Stored data
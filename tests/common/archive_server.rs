//! Minimal HTTP/1.1 stand-in for the RDA archive, for integration tests.
//!
//! Handles the form login POST (issuing a session cookie) and cookie-gated
//! file GETs with Content-Length and Last-Modified headers. Serves a fixed
//! set of files; everything else is 404.

use std::collections::HashMap;
use std::io::{Read, Write};
use std::net::TcpListener;
use std::sync::Arc;
use std::thread;

const SESSION_COOKIE: &str = "rdasession=ok";

#[derive(Debug, Clone)]
pub struct ArchiveFile {
    pub body: Vec<u8>,
    /// IMF-fixdate for the Last-Modified header; omitted when None.
    pub last_modified: Option<String>,
}

#[derive(Debug, Clone, Copy)]
pub struct ArchiveServerOptions {
    /// Status returned by the login endpoint (200 = success).
    pub login_status: u16,
    /// If true, file GETs without the session cookie get 403.
    pub require_cookie: bool,
}

impl Default for ArchiveServerOptions {
    fn default() -> Self {
        Self {
            login_status: 200,
            require_cookie: true,
        }
    }
}

/// Start the server on an ephemeral port, serving `files` keyed by request
/// path. Returns the base URL without a trailing slash, e.g.
/// `http://127.0.0.1:12345`. Runs until the process exits.
pub fn start(files: HashMap<String, ArchiveFile>, opts: ArchiveServerOptions) -> String {
    let listener = TcpListener::bind("127.0.0.1:0").expect("bind");
    let port = listener.local_addr().unwrap().port();
    let files = Arc::new(files);
    thread::spawn(move || {
        for stream in listener.incoming().flatten() {
            let files = Arc::clone(&files);
            thread::spawn(move || handle(stream, &files, opts));
        }
    });
    format!("http://127.0.0.1:{}", port)
}

fn handle(
    mut stream: std::net::TcpStream,
    files: &HashMap<String, ArchiveFile>,
    opts: ArchiveServerOptions,
) {
    let _ = stream.set_read_timeout(Some(std::time::Duration::from_secs(2)));
    let _ = stream.set_write_timeout(Some(std::time::Duration::from_secs(2)));

    let request = match read_request(&mut stream) {
        Some(r) => r,
        None => return,
    };
    let (method, path, headers) = parse_request(&request);

    if method.eq_ignore_ascii_case("POST") && path == "/cgi-bin/login" {
        if opts.login_status == 200 {
            let body = b"Authentication successful";
            let response = format!(
                "HTTP/1.1 200 OK\r\nSet-Cookie: {}; Path=/\r\nContent-Length: {}\r\nConnection: close\r\n\r\n",
                SESSION_COOKIE,
                body.len()
            );
            let _ = stream.write_all(response.as_bytes());
            let _ = stream.write_all(body);
        } else {
            let body = b"Access denied";
            let response = format!(
                "HTTP/1.1 {} Forbidden\r\nContent-Length: {}\r\nConnection: close\r\n\r\n",
                opts.login_status,
                body.len()
            );
            let _ = stream.write_all(response.as_bytes());
            let _ = stream.write_all(body);
        }
        return;
    }

    if method.eq_ignore_ascii_case("GET") {
        if opts.require_cookie {
            let has_cookie = headers
                .get("cookie")
                .map(|v| v.contains(SESSION_COOKIE))
                .unwrap_or(false);
            if !has_cookie {
                let _ = stream.write_all(
                    b"HTTP/1.1 403 Forbidden\r\nContent-Length: 0\r\nConnection: close\r\n\r\n",
                );
                return;
            }
        }
        match files.get(path) {
            Some(file) => {
                let last_modified = file
                    .last_modified
                    .as_ref()
                    .map(|lm| format!("Last-Modified: {}\r\n", lm))
                    .unwrap_or_default();
                let response = format!(
                    "HTTP/1.1 200 OK\r\nContent-Length: {}\r\n{}Connection: close\r\n\r\n",
                    file.body.len(),
                    last_modified
                );
                let _ = stream.write_all(response.as_bytes());
                let _ = stream.write_all(&file.body);
            }
            None => {
                let _ = stream.write_all(
                    b"HTTP/1.1 404 Not Found\r\nContent-Length: 0\r\nConnection: close\r\n\r\n",
                );
            }
        }
        return;
    }

    let _ = stream
        .write_all(b"HTTP/1.1 405 Method Not Allowed\r\nContent-Length: 0\r\nConnection: close\r\n\r\n");
}

/// Read headers (and any Content-Length body) into one string.
fn read_request(stream: &mut std::net::TcpStream) -> Option<String> {
    let mut data = Vec::new();
    let mut buf = [0u8; 8192];
    loop {
        let n = match stream.read(&mut buf) {
            Ok(0) => break,
            Ok(n) => n,
            Err(_) => return None,
        };
        data.extend_from_slice(&buf[..n]);
        if let Some(header_end) = find_header_end(&data) {
            let headers = String::from_utf8_lossy(&data[..header_end]);
            let mut content_length = 0usize;
            for line in headers.lines() {
                if let Some((name, value)) = line.split_once(':') {
                    if name.trim().eq_ignore_ascii_case("content-length") {
                        content_length = value.trim().parse().unwrap_or(0);
                    }
                }
            }
            if data.len() >= header_end + 4 + content_length {
                break;
            }
        }
    }
    if data.is_empty() {
        None
    } else {
        Some(String::from_utf8_lossy(&data).into_owned())
    }
}

fn find_header_end(data: &[u8]) -> Option<usize> {
    data.windows(4).position(|w| w == b"\r\n\r\n")
}

/// Returns (method, path, lowercased header map).
fn parse_request(request: &str) -> (&str, &str, HashMap<String, String>) {
    let mut lines = request.lines();
    let request_line = lines.next().unwrap_or("");
    let mut parts = request_line.split_whitespace();
    let method = parts.next().unwrap_or("");
    let path = parts.next().unwrap_or("");

    let mut headers = HashMap::new();
    for line in lines {
        if line.trim().is_empty() {
            break;
        }
        if let Some((name, value)) = line.split_once(':') {
            headers.insert(name.trim().to_lowercase(), value.trim().to_string());
        }
    }
    (method, path, headers)
}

WORK TO BE COMPLETED -> Word for word, set down the lines from the beginning of the records through the line that holds "omitted when None.". Leave out the rest.

RESULT OF THIS TASK ->
filename tests/common/archive_server.rs
//! Minimal HTTP/1.1 stand-in for the RDA archive, for integration tests.
//!
//! Handles the form login POST (issuing a session cookie) and cookie-gated
//! file GETs with Content-Length and Last-Modified headers. Serves a fixed
//! set of files; everything else is 404.

use std::collections::HashMap;
use std::io::{Read, Write};
use std::net::TcpListener;
use std::sync::Arc;
use std::thread;

const SESSION_COOKIE: &str = "rdasession=ok";

#[derive(Debug, Clone)]
pub struct ArchiveFile {
    pub body: Vec<u8>,
    /// IMF-fixdate for the Last-Modified header; omitted when None.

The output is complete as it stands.